A philosophical theory about disabilities can't just take what people say and repeat it. If that was a sound methodology, what we'd surely have to say is that for some people disabilities are bad, for some neutral, and for some good.  A theory is inevitably going to sift and interpret and take into account considerations that go beyond what's on the minds of disabled people themselves. But that being the case, I think the bad differences view is just as much in the running as the mere differences view; both are at odds with what some people say to express disability pride.

In fact, I do think the bad differences view is the right view, but also think the concept of biographical identity supplements it helpfully.  Disabilities often become a part of "who we are" and are not later regretted, but they are still bad, and to be avoided.  Why are they bad? That's a big question I can't deal with in this blog post (I discuss it in chapter 6 of my book The Weight of Things).  But here's one thought about the issue.  Barnes points out that people with disabilities don't seem to self-report lower levels of well-being, in studies of happiness and life-satisfaction.  She also complains about entrenched ableism, prejudice, and failure to accommodate.  But this is odd--why such high well-being, if there's so much prejudice and failure to accommodate?

One possibility is that all the prejudice and failure to accommodate must harm people, so that the studies of well-being are unreliable.  But then perhaps they also don't tell us whether or not disabilities lower well-being.

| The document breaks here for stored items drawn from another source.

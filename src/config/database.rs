//! Database configuration module for the stockroom ledger.
//!
//! This module handles `SQLite` database connection and table creation using `SeaORM`.
//! Tables are generated from the entity definitions with `Schema::create_table_from_entity`
//! and created with `IF NOT EXISTS`, so opening an existing catalog file is idempotent.

use crate::entities::{CatalogMeta, Item, Movement};
use crate::errors::Result;
use sea_orm::{ConnectionTrait, Database, DatabaseConnection, EntityTrait, Schema};
use tracing::{debug, info, instrument};

/// Fallback location of the catalog when `DATABASE_URL` is not set.
pub const DEFAULT_DATABASE_URL: &str = "sqlite://data/stockroom.sqlite?mode=rwc";

/// Gets the database URL from environment variable or returns default `SQLite` path.
#[must_use]
pub fn get_database_url() -> String {
    std::env::var("DATABASE_URL").unwrap_or_else(|_| DEFAULT_DATABASE_URL.to_string())
}

/// Establishes a connection to the `SQLite` database named by `DATABASE_URL`.
///
/// Falls back to [`DEFAULT_DATABASE_URL`] if no environment variable is set, creating
/// its `data/` directory on first use.
pub async fn create_connection() -> Result<DatabaseConnection> {
    let database_url = get_database_url();
    if database_url == DEFAULT_DATABASE_URL {
        std::fs::create_dir_all("data")?;
    }
    connect(&database_url).await
}

/// Connects to an explicit database URL.
#[instrument]
pub async fn connect(database_url: &str) -> Result<DatabaseConnection> {
    debug!("Opening database connection");
    Database::connect(database_url).await.map_err(Into::into)
}

/// Creates the items, movements and catalog metadata tables if they do not exist.
pub async fn create_tables(db: &DatabaseConnection) -> Result<()> {
    let builder = db.get_database_backend();
    let schema = Schema::new(builder);

    create_table(db, &schema, Item).await?;
    create_table(db, &schema, Movement).await?;
    create_table(db, &schema, CatalogMeta).await?;

    info!("Database tables ensured.");
    Ok(())
}

async fn create_table<E>(db: &DatabaseConnection, schema: &Schema, entity: E) -> Result<()>
where
    E: EntityTrait,
{
    let builder = db.get_database_backend();
    let mut statement = schema.create_table_from_entity(entity);
    statement.if_not_exists();
    db.execute(builder.build(&statement)).await?;
    Ok(())
}

#[cfg(test)]
mod tests {
    use super::*;
    use crate::entities::{CatalogMetaModel, ItemModel, MovementModel};
    use sea_orm::QuerySelect;

    #[tokio::test]
    async fn test_create_tables() -> Result<()> {
        let db = Database::connect("sqlite::memory:").await?;
        create_tables(&db).await?;

        let _: Vec<ItemModel> = Item::find().limit(1).all(&db).await?;
        let _: Vec<MovementModel> = Movement::find().limit(1).all(&db).await?;
        let _: Vec<CatalogMetaModel> = CatalogMeta::find().limit(1).all(&db).await?;
        Ok(())
    }

    #[tokio::test]
    async fn test_create_tables_is_idempotent() -> Result<()> {
        let db = Database::connect("sqlite::memory:").await?;
        create_tables(&db).await?;
        create_tables(&db).await?;

        let items: Vec<ItemModel> = Item::find().all(&db).await?;
        assert!(items.is_empty());
        Ok(())
    }

    #[tokio::test]
    async fn test_connect_rejects_bad_url() {
        let result = connect("not-a-database://nowhere").await;
        assert!(result.is_err());
    }
}
/// Database configuration and connection management
pub mod database;

/// Stockroom settings and seed items loaded from stockroom.toml
pub mod stockroom;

A second possibility is that people with disabilities really do have high levels of well-being, and prejudice and failure to accommodate are still bad for some reason unrelated to the impact on well-being.  But then it's possible to say the same thing about disabilities. They could be bad, despite not lowering well-being. (But why?  Of course that's a difficult but good question.)

A third possibility is that people with disabilities have high levels of well-being, and this shows prejudice and failure to accommodate are value-neutral.  Surely that's absurd. Likewise, we wouldn't be forced to say disabilities are value-neutral, even if it were true that they don't reduce well-being.